▶ _ACTIVITY_
Give every line of the records exactly, please, from the first up to and including the one containing "cleaner test code".

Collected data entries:
//! End-to-end scenarios against the PriceFeed facade
//!
//! Covers the ownership handshake, role management, post/query round trips,
//! read gates and strict-mode freshness.

// Allow unwrap() in tests for cleaner test code
#![allow(clippy::disallowed_methods)]

use errors::FeedError;
use feed_model::{AssetKey, FeedEvent, MedianData, PostMode, PriceData, Role};
use feed_store::helpers::{create_test_feed, test_address};
use rand::Rng;

/// `n` records named asset0..asset{n-1} with random values and a shared resolve time
fn generate_prices(n: usize, id: u64, resolve_time: u64) -> Vec<PriceData> {
    let mut rng = rand::thread_rng();
    (0..n)
        .map(|i| {
            PriceData::new(
                AssetKey::from_name(&format!("asset{}", i)).unwrap(),
                rng.gen_range(0..1_000_000_000),
                id,
                resolve_time,
            )
        })
        .collect()
}

fn generate_medians(n: usize, id: u64, resolve_time: u64) -> Vec<MedianData> {
    let mut rng = rand::thread_rng();
    (0..n)
        .map(|i| {
            let values = (0..10).map(|_| rng.gen_range(0..1_000_000_000)).collect();
            MedianData::new(
                AssetKey::from_name(&format!("asset{}", i)).unwrap(),
                values,
                id,
                resolve_time,
            )
        })
        .collect()
}

fn keys_of(records: &[PriceData]) -> Vec<AssetKey> {
    records.iter().map(|r| r.asset_name).collect()
}

// ============================================================================
// Ownership & roles
// ============================================================================

#[test]
fn test_admin_ownership_transfer_and_relayer() {
    let deployer = test_address(1);
    let other_admin = test_address(2);
    let relayer = test_address(3);
    let feed = create_test_feed(deployer).unwrap();

    assert_eq!(feed.owner(), deployer);
    assert!(feed.has_role(Role::Relayer, &deployer));
    assert!(feed.has_role(Role::Admin, &deployer));
    assert!(!feed.has_role(Role::Relayer, &other_admin));
    assert!(!feed.has_role(Role::Admin, &relayer));

    feed.transfer_ownership(&deployer, other_admin).unwrap();
    assert_eq!(feed.owner(), deployer);
    assert_eq!(feed.pending_owner(), Some(other_admin));

    let err = feed.claim_ownership(&relayer).unwrap_err();
    assert!(matches!(err, FeedError::Unauthorized(_)));

    feed.claim_ownership(&other_admin).unwrap();
    assert_eq!(feed.owner(), other_admin);
    assert_eq!(feed.pending_owner(), None);

    assert!(!feed.has_role(Role::Relayer, &deployer));
    assert!(!feed.has_role(Role::Admin, &deployer));
    assert!(feed.has_role(Role::Relayer, &other_admin));
    assert!(feed.has_role(Role::Admin, &other_admin));

    // the old owner lost admin along with ownership
    assert!(feed
        .grant_role(&deployer, Role::Relayer, relayer)
        .is_err());
}

#[test]
fn test_non_owner_cannot_transfer() {
    let owner = test_address(1);
    let admin = test_address(2);
    let feed = create_test_feed(owner).unwrap();
    feed.grant_role(&owner, Role::Admin, admin).unwrap();

    let err = feed.transfer_ownership(&admin, admin).unwrap_err();
    assert!(matches!(err, FeedError::Unauthorized(_)));
    assert_eq!(feed.pending_owner(), None);
}

#[test]
fn test_claim_without_transfer() {
    let owner = test_address(1);
    let feed = create_test_feed(owner).unwrap();
    assert!(matches!(
        feed.claim_ownership(&owner),
        Err(FeedError::NoPendingTransfer)
    ));
}

#[test]
fn test_relayer_access_control() {
    let owner = test_address(1);
    let other_admin = test_address(2);
    let relayer = test_address(3);
    let feed = create_test_feed(owner).unwrap();

    assert!(matches!(
        feed.grant_role(&other_admin, Role::Relayer, relayer),
        Err(FeedError::Unauthorized(_))
    ));
    assert!(!feed.is_relayer(&relayer));

    feed.grant_role(&owner, Role::Relayer, relayer).unwrap();
    assert!(feed.is_relayer(&relayer));

    assert!(matches!(
        feed.revoke_role(&other_admin, Role::Relayer, relayer),
        Err(FeedError::Unauthorized(_))
    ));
    assert!(feed.is_relayer(&relayer));

    feed.revoke_role(&owner, Role::Relayer, relayer).unwrap();
    assert!(!feed.is_relayer(&relayer));
}

#[test]
fn test_bulk_relayer_management() {
    let owner = test_address(1);
    let feed = create_test_feed(owner).unwrap();
    let relayers = [test_address(10), test_address(11), test_address(12)];

    feed.add_relayers(&owner, &relayers).unwrap();
    assert!(relayers.iter().all(|r| feed.is_relayer(r)));

    feed.remove_relayers(&owner, &relayers[..2]).unwrap();
    assert!(!feed.is_relayer(&relayers[0]));
    assert!(!feed.is_relayer(&relayers[1]));
    assert!(feed.is_relayer(&relayers[2]));

    // a zero address anywhere rejects the whole call
    let err = feed
        .add_relayers(&owner, &[test_address(20), test_address(0)])
        .unwrap_err();
    assert!(matches!(err, FeedError::InvalidParameter { .. }));
    assert!(!feed.is_relayer(&test_address(20)));
}

// ============================================================================
// Post & query
// ============================================================================

#[test]
fn test_post_price_deviation_and_median_data() {
    let owner = test_address(1);
    let relayer = test_address(3);
    let reader = test_address(9);
    let feed = create_test_feed(owner).unwrap();
    feed.grant_role(&owner, Role::Relayer, relayer).unwrap();

    let prices = generate_prices(10, 1, 1_700_000_000);
    let report = feed
        .post_prices(&relayer, prices.clone(), PostMode::Force)
        .unwrap();
    assert!(report.all_accepted());
    assert_eq!(report.accepted, keys_of(&prices));

    let single = feed.get_price_data(&reader, &prices[0].asset_name).unwrap();
    assert_eq!(single, prices[0]);

    let all = feed.get_price_data_bulk(&reader, &keys_of(&prices)).unwrap();
    assert_eq!(all.len(), prices.len());
    for (got, posted) in all.iter().zip(&prices) {
        assert_eq!(got.value, posted.value);
        assert_eq!(got.id, posted.id);
        assert_eq!(got.resolve_time, posted.resolve_time);
        assert_eq!(got.asset_name, posted.asset_name);
    }

    let deviations = generate_prices(10, 2, 1_700_000_000);
    feed.post_deviations(&relayer, deviations.clone(), PostMode::Force)
        .unwrap();
    let got = feed
        .get_deviation_data_bulk(&reader, &keys_of(&deviations))
        .unwrap();
    assert_eq!(got, deviations);

    let medians = generate_medians(10, 3, 1_700_000_000);
    feed.post_medians(&relayer, medians.clone(), PostMode::Force)
        .unwrap();
    let keys: Vec<AssetKey> = medians.iter().map(|m| m.asset_name).collect();
    assert_eq!(feed.get_median_data_bulk(&reader, &keys).unwrap(), medians);
}

#[test]
fn test_non_relayer_post_leaves_store_unchanged() {
    let owner = test_address(1);
    let stranger = test_address(4);
    let feed = create_test_feed(owner).unwrap();
    let before = feed.snapshot();

    let prices = generate_prices(3, 1, 10);
    assert!(matches!(
        feed.post_prices(&stranger, prices.clone(), PostMode::Force),
        Err(FeedError::Unauthorized(_))
    ));
    assert!(matches!(
        feed.post_deviations(&stranger, prices, PostMode::Strict),
        Err(FeedError::Unauthorized(_))
    ));
    assert!(matches!(
        feed.post_medians(&stranger, generate_medians(2, 1, 10), PostMode::Force),
        Err(FeedError::Unauthorized(_))
    ));

    assert_eq!(feed.snapshot(), before);
}

#[test]
fn test_non_relayer_gets_unauthorized_before_batch_checks() {
    let owner = test_address(1);
    let stranger = test_address(4);
    let feed = create_test_feed(owner).unwrap();
    let before = feed.snapshot();

    // oversized batch
    let prices = generate_prices(300, 1, 10);
    assert!(matches!(
        feed.post_prices(&stranger, prices, PostMode::Force),
        Err(FeedError::Unauthorized(_))
    ));

    // wrong sample count
    let short = vec![MedianData::new(
        AssetKey::from_name("BTC").unwrap(),
        vec![1, 2],
        1,
        10,
    )];
    assert!(matches!(
        feed.post_medians(&stranger, short.clone(), PostMode::Force),
        Err(FeedError::Unauthorized(_))
    ));

    // a non-admin learns nothing from an invalid relayer list either
    assert!(matches!(
        feed.add_relayers(&stranger, &[test_address(0)]),
        Err(FeedError::Unauthorized(_))
    ));

    assert_eq!(feed.snapshot(), before);

    // the same median batch from a relayer hits the length check
    assert!(matches!(
        feed.post_medians(&owner, short, PostMode::Force),
        Err(FeedError::InvalidParameter { .. })
    ));
}

#[test]
fn test_absent_key_reads_zero_record() {
    let feed = create_test_feed(test_address(1)).unwrap();
    let key = AssetKey::from_name("never-posted").unwrap();

    assert_eq!(
        feed.get_price_data(&test_address(5), &key).unwrap(),
        PriceData::default()
    );
    assert_eq!(
        feed.get_median_data(&test_address(5), &key).unwrap(),
        MedianData::default()
    );
}

#[test]
fn test_strict_mode_skips_only_stale_records() {
    let owner = test_address(1);
    let feed = create_test_feed(owner).unwrap();

    let first = generate_prices(3, 1, 100);
    feed.post_prices(&owner, first.clone(), PostMode::Strict)
        .unwrap();

    let mut second = generate_prices(3, 2, 101);
    second[1].resolve_time = 100; // equal is stale
    let report = feed
        .post_prices(&owner, second.clone(), PostMode::Strict)
        .unwrap();

    assert_eq!(report.accepted, vec![second[0].asset_name, second[2].asset_name]);
    assert_eq!(report.rejected.len(), 1);
    assert_eq!(report.rejected[0].asset_name, second[1].asset_name);

    let stored = feed
        .get_price_data_bulk(&owner, &keys_of(&second))
        .unwrap();
    assert_eq!(stored[0], second[0]);
    assert_eq!(stored[1], first[1]);
    assert_eq!(stored[2], second[2]);

    // force mode overwrites regardless of age
    let older = vec![PriceData::new(second[0].asset_name, 1, 9, 1)];
    let report = feed.post_prices(&owner, older.clone(), PostMode::Force).unwrap();
    assert!(report.all_accepted());
    assert_eq!(
        feed.get_price_data(&owner, &second[0].asset_name).unwrap(),
        older[0]
    );
}

#[test]
fn test_feeds_are_independent() {
    let owner = test_address(1);
    let feed = create_test_feed(owner).unwrap();
    let key = AssetKey::from_name("BTC").unwrap();

    feed.post_prices(&owner, vec![PriceData::new(key, 100, 1, 50)], PostMode::Strict)
        .unwrap();
    // a deviation for the same key is not compared against the price
    let report = feed
        .post_deviations(&owner, vec![PriceData::new(key, 5, 1, 10)], PostMode::Strict)
        .unwrap();
    assert!(report.all_accepted());

    assert_eq!(feed.get_price_data(&owner, &key).unwrap().value, 100);
    assert_eq!(feed.get_deviation_data(&owner, &key).unwrap().value, 5);
}

// ============================================================================
// Gates
// ============================================================================

#[test]
fn test_whitelist_gate() {
    let owner = test_address(1);
    let whitelisted = test_address(7);
    let outsider = test_address(8);
    let feed = create_test_feed(owner).unwrap();

    let prices = generate_prices(4, 1, 10);
    feed.post_prices(&owner, prices.clone(), PostMode::Force)
        .unwrap();
    let keys = keys_of(&prices);
    let open = feed.get_price_data_bulk(&outsider, &keys).unwrap();

    feed.set_whitelist_status(&owner, true).unwrap();
    feed.whitelist_address(&owner, whitelisted).unwrap();
    assert!(feed.whitelist_enabled());
    assert!(feed.is_whitelisted(&whitelisted));

    assert!(matches!(
        feed.get_price_data_bulk(&outsider, &keys),
        Err(FeedError::Forbidden(_))
    ));
    assert!(matches!(
        feed.get_deviation_data(&outsider, &keys[0]),
        Err(FeedError::Forbidden(_))
    ));
    assert!(matches!(
        feed.get_reference_data(&outsider, &keys[0], &AssetKey::from_name("USD").unwrap()),
        Err(FeedError::Forbidden(_))
    ));
    assert_eq!(feed.get_price_data_bulk(&whitelisted, &keys).unwrap(), open);

    feed.remove_whitelisted_address(&owner, whitelisted).unwrap();
    assert!(feed.get_price_data_bulk(&whitelisted, &keys).is_err());

    feed.set_whitelist_status(&owner, false).unwrap();
    assert_eq!(feed.get_price_data_bulk(&outsider, &keys).unwrap(), open);
}

#[test]
fn test_median_gate_toggle() {
    let owner = test_address(1);
    let reader = test_address(6);
    let feed = create_test_feed(owner).unwrap();

    let medians = generate_medians(2, 1, 10);
    feed.post_medians(&owner, medians.clone(), PostMode::Force)
        .unwrap();
    let key = medians[0].asset_name;

    feed.set_median_status(&owner, true).unwrap();
    assert!(feed.median_query_disabled());
    assert!(matches!(
        feed.get_median_data(&reader, &key),
        Err(FeedError::Forbidden(_))
    ));
    assert!(feed.get_median_data_bulk(&reader, &[key]).is_err());
    // other feeds stay readable
    assert!(feed.get_price_data(&reader, &key).is_ok());

    feed.set_median_status(&owner, false).unwrap();
    assert_eq!(feed.get_median_data(&reader, &key).unwrap(), medians[0]);
}

#[test]
fn test_gates_are_admin_only() {
    let owner = test_address(1);
    let stranger = test_address(2);
    let feed = create_test_feed(owner).unwrap();

    assert!(matches!(
        feed.set_whitelist_status(&stranger, true),
        Err(FeedError::Unauthorized(_))
    ));
    assert!(matches!(
        feed.set_median_status(&stranger, true),
        Err(FeedError::Unauthorized(_))
    ));
    assert!(matches!(
        feed.whitelist_address(&stranger, stranger),
        Err(FeedError::Unauthorized(_))
    ));
    assert!(!feed.whitelist_enabled());
    assert!(!feed.median_query_disabled());
    assert!(!feed.is_whitelisted(&stranger));
}

// ============================================================================
// Events & bulk consistency
// ============================================================================

#[test]
fn test_bulk_matches_single_reads() {
    let owner = test_address(1);
    let feed = create_test_feed(owner).unwrap();
    let prices = generate_prices(8, 1, 10);
    feed.post_prices(&owner, prices.clone(), PostMode::Force)
        .unwrap();

    let mut keys = keys_of(&prices);
    keys.reverse();
    keys.push(AssetKey::from_name("missing").unwrap());

    let bulk = feed.get_price_data_bulk(&owner, &keys).unwrap();
    assert_eq!(bulk.len(), keys.len());
    for (key, got) in keys.iter().zip(&bulk) {
        assert_eq!(&feed.get_price_data(&owner, key).unwrap(), got);
    }
}

#[tokio::test]
async fn test_accepted_records_are_broadcast() {
    let owner = test_address(1);
    let feed = create_test_feed(owner).unwrap();
    let mut rx = feed.subscribe();

    let mut prices = generate_prices(3, 1, 10);
    feed.post_prices(&owner, prices.clone(), PostMode::Strict)
        .unwrap();
    prices[0].resolve_time = 5;
    feed.post_prices(&owner, prices[..1].to_vec(), PostMode::Strict)
        .unwrap();

    for expected in &prices[..3] {
        let envelope = rx.recv().await.unwrap();
        match envelope.event {
            FeedEvent::PricePosted { record } => assert_eq!(record.asset_name, expected.asset_name),
            other => panic!("unexpected event {:?}", other),
        }
    }
    // the stale record produced no event
    assert!(rx.try_recv().is_err());
}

▶ _ANSWER TO THE EXERCISE_
//! End-to-end scenarios against the PriceFeed facade
//!
//! Covers the ownership handshake, role management, post/query round trips,
//! read gates and strict-mode freshness.

// Allow unwrap() in tests for cleaner test code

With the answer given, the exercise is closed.